Molecular biology major Vernon Kennedy Jr. was among the 396 undergraduates that the Barry Goldwater Scholarship and Excellence in Education Foundation chose from a pool of 1,343 outstanding candidates to be awarded Goldwater Scholarships, which cover the cost of tuition, fees, books and room and board up to $7,500 per year.
Aiming to foster and encourage outstanding students to pursue careers in STEM disciplines, the Barry Goldwater Scholarship recognizes college sophomores and juniors who show exceptional promise of becoming the next generation of research leaders in their fields. Since 1989, a total of 7,921 students have received $63 million in Goldwater Scholarships.
And Kennedy – the College’s 13th Goldwater Scholar since 2013 – certainly fits the bill: The Honors College rising senior has presented his work both on and off campus, even receiving a Research Presentation Grant from the College to support his travel to Chicago last fall to present at Neuroscience 2019, an annual meeting hosted by the Society for Neurosciences.

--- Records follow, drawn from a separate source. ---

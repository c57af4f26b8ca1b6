//! Report generation module.

mod json;
mod terminal;

use failure::Error;

use crate::results::ReportView;

pub use self::{
    json::Json,
    terminal::{format_method_name, format_performance_key, format_performance_value, Terminal},
};

/// Trait that represents a type that can generate a report.
pub trait Generator {
    /// Generates an actual report.
    fn generate(&mut self, view: &ReportView) -> Result<(), Error>;
}
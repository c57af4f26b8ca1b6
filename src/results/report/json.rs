//! JSON report generation module.

use std::{
    fs::File,
    io::BufWriter,
    path::{Path, PathBuf},
};

use failure::{Error, ResultExt};
use serde_json::ser;

use crate::results::{report::Generator, ReportView};

/// JSON report generator.
pub struct Json {
    path: PathBuf,
}

impl Json {
    /// Creates a new JSON report generator writing to the given file.
    pub fn new<P: AsRef<Path>>(path: P) -> Self {
        Self {
            path: path.as_ref().to_path_buf(),
        }
    }
}

impl Generator for Json {
    fn generate(&mut self, view: &ReportView) -> Result<(), Error> {
        debug!("starting JSON report generation in {}", self.path.display());
        let mut f = BufWriter::new(File::create(&self.path).context(format!(
            "could not create the JSON report file {}",
            self.path.display()
        ))?);
        ser::to_writer_pretty(&mut f, view)?;
        debug!("JSON report generated");

        Ok(())
    }
}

“Both CofC and the Honors College have encouraged and supported my research tremendously,” says Kennedy, whom the Office of Undergraduate Research and Creative Activities recently awarded a Summer Undergraduate Research with Faculty (SURF) Grant to support his 2020 summer research. “The School of Sciences and Mathematics and the School of Humanities and Social Sciences have supported my travel to off campus meetings where I have gained invaluable professional experience.”

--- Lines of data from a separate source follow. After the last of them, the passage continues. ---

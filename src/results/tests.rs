//! Tests for the parse and aggregate pipeline.

use super::{aggregate, parse_str, ReportView, RiskTier};

/// Builds a result document with the given number of sources per finding.
fn document(sources_per_finding: &[usize]) -> String {
    let mut xml = String::from(
        "<?xml version=\"1.0\" encoding=\"UTF-8\"?>\n\
         <DataFlowResults FileFormatVersion=\"102\" TerminationState=\"Success\">\n<Results>\n",
    );

    for (i, sources) in sources_per_finding.iter().enumerate() {
        xml.push_str(&format!(
            "<Result><Sink Statement=\"sink {i}\" Method=\"&lt;com.example.A: void m{i}()&gt;\" \
             MethodSourceSinkDefinition=\"&lt;android.util.Log: int d{m}(java.lang.String)&gt;\"/>\
             <Sources>",
            i = i,
            m = i % 3
        ));
        for j in 0..*sources {
            xml.push_str(&format!(
                "<Source Statement=\"source {j}\" Method=\"&lt;com.example.A: void m{i}()&gt;\" \
                 MethodSourceSinkDefinition=\"&lt;android.accounts.AccountManager: \
                 android.accounts.Account[] get{j}()&gt;\"/>",
                i = i,
                j = j % 4
            ));
        }
        xml.push_str("</Sources></Result>\n");
    }

    xml.push_str(
        "</Results>\n<PerformanceData>\
         <PerformanceEntry Name=\"TotalRuntimeSeconds\" Value=\"9\"/>\
         </PerformanceData>\n</DataFlowResults>",
    );
    xml
}

#[test]
fn it_counts_match_findings() {
    let layouts: &[&[usize]] = &[
        &[],
        &[1],
        &[2],
        &[0, 0, 3],
        &[1, 2, 3, 4, 5, 6, 7, 8, 9, 10],
        &[2, 2, 2, 2, 2, 2, 2, 2, 2, 2, 2],
    ];

    for layout in layouts {
        let report = parse_str(&document(layout)).unwrap();
        let stats = aggregate(report.findings());

        let pairs: usize = layout.iter().sum();
        assert_eq!(report.findings().len(), layout.len());
        assert_eq!(stats.source_type_counts().values().sum::<usize>(), pairs);
        assert_eq!(stats.sink_type_counts().values().sum::<usize>(), layout.len());
        assert_eq!(stats.risk_tier(), RiskTier::from_findings(layout.len()));
    }
}

#[test]
fn it_report_view() {
    let report = parse_str(&document(&[2, 1])).unwrap();
    let view = ReportView::new("com.example.leaky", report);

    assert_eq!(view.package(), "com.example.leaky");
    assert_eq!(view.stats().total_findings(), 2);
    assert_eq!(view.stats().unique_sources(), 2);
    assert_eq!(view.stats().unique_sinks(), 2);
    assert_eq!(
        view.report()
            .performance()
            .get("TotalRuntimeSeconds")
            .map(String::as_str),
        Some("9")
    );

    let json = serde_json::to_value(&view).unwrap();
    assert_eq!(json["package"], "com.example.leaky");
    assert_eq!(json["termination_state"], "Success");
    assert_eq!(json["success"], true);
    assert_eq!(json["risk_tier"], "medium");
    assert_eq!(json["total_findings"], 2);
    assert_eq!(json["findings"][0]["sources"].as_array().unwrap().len(), 2);
    assert_eq!(json["findings"][0]["sink"]["statement"], "sink 0");
    assert!(json["findings"][0]["sink"]["access_path"].is_null());
    assert_eq!(
        json["source_type_counts"]["AccountManager.android.accounts.Account[] get0()"],
        2
    );
}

It all started at a School of Sciences and Mathematics Annual Research Mixer, where he learned about the work that psychology professor Jennifer Wilhelm was doing in her lab.

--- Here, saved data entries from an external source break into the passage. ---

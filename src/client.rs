//! Gateway client.
//!
//! Uploads packages to a running gateway and decides, from the status and content type of
//! the answer, what the gateway meant.

use std::path::Path;

use failure::{Error, ResultExt};
use reqwest::{
    header::CONTENT_TYPE,
    multipart::{Form, Part},
};

use crate::{
    error::ErrorKind,
    results::{parse, Report},
    server::{is_package, UPLOAD_FIELD},
};

/// Media type of Android packages.
const PACKAGE_MIME: &str = "application/vnd.android.package-archive";

/// Message shown when the gateway did not send one.
const NO_VULNERABILITIES: &str = "No vulnerabilities detected in the APK file";

/// Answer of the gateway to an analysis request.
#[derive(Debug, Clone, PartialEq, Eq)]
pub enum AnalysisResponse {
    /// The analysis found no leak.
    NoVulnerabilities {
        /// Message of the gateway.
        message: String,
    },
    /// The analysis produced a result document.
    Report(Report),
    /// The analysis failed, or the gateway answered something unexpected.
    Failure {
        /// HTTP status of the answer.
        status: u16,
        /// What went wrong.
        message: String,
        /// Short error label, if the gateway sent one.
        error: Option<String>,
        /// Captured output of the analysis tool, if the gateway sent it.
        output: Option<String>,
    },
}

/// JSON body of the gateway answers.
#[derive(Debug, Default, Deserialize)]
struct GatewayMessage {
    message: Option<String>,
    #[serde(rename = "vulnerabilitiesFound")]
    vulnerabilities_found: Option<bool>,
    error: Option<String>,
    output: Option<String>,
}

impl AnalysisResponse {
    /// Decides the kind of answer from its status, content type and body.
    ///
    /// Only a successful answer that is not JSON is parsed as a result document.
    pub fn from_parts(
        status: u16,
        content_type: Option<&str>,
        body: &[u8],
    ) -> Result<Self, Error> {
        let is_json = content_type
            .and_then(|content_type| content_type.split(';').next())
            .map_or(false, |mime| mime.trim().eq_ignore_ascii_case("application/json"));

        if !(200..300).contains(&status) {
            let decoded = if is_json {
                serde_json::from_slice::<GatewayMessage>(body).ok()
            } else {
                None
            };
            let response = match decoded {
                Some(decoded) => AnalysisResponse::Failure {
                    status,
                    message: decoded
                        .message
                        .unwrap_or_else(|| format!("the gateway answered with status {}", status)),
                    error: decoded.error,
                    output: decoded.output,
                },
                None => {
                    let text = String::from_utf8_lossy(body).trim().to_owned();
                    AnalysisResponse::Failure {
                        status,
                        message: if text.is_empty() {
                            format!("the gateway answered with status {}", status)
                        } else {
                            text
                        },
                        error: None,
                        output: None,
                    }
                }
            };
            return Ok(response);
        }

        if is_json {
            let decoded: GatewayMessage =
                serde_json::from_slice(body).map_err(|e| ErrorKind::Parse {
                    message: format!("invalid JSON answer from the gateway: {}", e),
                })?;

            return Ok(if decoded.vulnerabilities_found == Some(false) {
                AnalysisResponse::NoVulnerabilities {
                    message: decoded
                        .message
                        .unwrap_or_else(|| NO_VULNERABILITIES.to_owned()),
                }
            } else if decoded.error.is_some() {
                AnalysisResponse::Failure {
                    status,
                    message: decoded
                        .message
                        .unwrap_or_else(|| "the analysis failed".to_owned()),
                    error: decoded.error,
                    output: decoded.output,
                }
            } else {
                AnalysisResponse::Failure {
                    status,
                    message: "unexpected answer from the gateway".to_owned(),
                    error: None,
                    output: decoded.output,
                }
            });
        }

        Ok(AnalysisResponse::Report(parse(body)?))
    }

    /// Checks if the answer is a failure.
    pub fn is_failure(&self) -> bool {
        match self {
            AnalysisResponse::Failure { .. } => true,
            _ => false,
        }
    }
}

/// Client of the analysis gateway.
#[derive(Debug, Clone)]
pub struct Client {
    http: reqwest::Client,
    server_url: String,
}

impl Client {
    /// Creates a client for the gateway at the given base URL.
    pub fn new<S: Into<String>>(server_url: S) -> Self {
        Self {
            http: reqwest::Client::new(),
            server_url: server_url.into(),
        }
    }

    /// Gets the URL analysis requests are sent to.
    pub fn endpoint(&self) -> String {
        format!("{}/apk", self.server_url.trim_end_matches('/'))
    }

    /// Uploads the given package and waits for the analysis.
    ///
    /// Files without the `.apk` extension are rejected before anything is sent.
    pub async fn submit<P: AsRef<Path>>(&self, package: P) -> Result<AnalysisResponse, Error> {
        let package = package.as_ref();
        let file_name = package
            .file_name()
            .map(|name| name.to_string_lossy().into_owned())
            .unwrap_or_default();
        if !is_package(&file_name) {
            return Err(ErrorKind::InvalidInput {
                message: "please select a valid APK file".to_owned(),
            }
            .into());
        }

        let bytes = tokio::fs::read(package)
            .await
            .context(format!("could not read {}", package.display()))?;
        let part = Part::bytes(bytes)
            .file_name(file_name)
            .mime_str(PACKAGE_MIME)
            .map_err(|e| ErrorKind::Http {
                message: e.to_string(),
            })?;
        let form = Form::new().part(UPLOAD_FIELD, part);

        info!("uploading {} to {}", package.display(), self.endpoint());
        let response = self
            .http
            .post(&self.endpoint())
            .multipart(form)
            .send()
            .await
            .map_err(|e| ErrorKind::Http {
                message: e.to_string(),
            })?;

        let status = response.status().as_u16();
        let content_type = response
            .headers()
            .get(CONTENT_TYPE)
            .and_then(|value| value.to_str().ok())
            .map(str::to_owned);
        let body = response.bytes().await.map_err(|e| ErrorKind::Http {
            message: e.to_string(),
        })?;
        debug!(
            "the gateway answered {} ({}, {} bytes)",
            status,
            content_type.as_ref().map_or("no content type", String::as_str),
            body.len()
        );

        AnalysisResponse::from_parts(status, content_type.as_ref().map(String::as_str), &body)
    }
}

“I knew immediately that there was no other lab I wanted to be a part of,” he says, adding that it was the interdisciplinary nature of Wilhelm’s research that interested him. “Our lab uses both biology and chemistry, and our ultimate goal is to better human health.”
Specifically, Kennedy studies the effects that estrogen signaling and exercise have on spinal cord changes following peripheral nerve injury. And this research supports Kennedy’s future goals of pursuing an M.D./Ph.D. in either neuroscience or molecular biology, with the hopes of studying molecular treatments for neurodegenerative disorders.
“Discovering the mechanistic details behind this relationship would allow us to develop treatment protocols with the potential to benefit the thousands of patients impacted by these injuries each year,” he says.
Indeed – with the endorsement of a Goldwater Scholarship – Kennedy is well on his way to becoming one of the next generation’s leaders in research.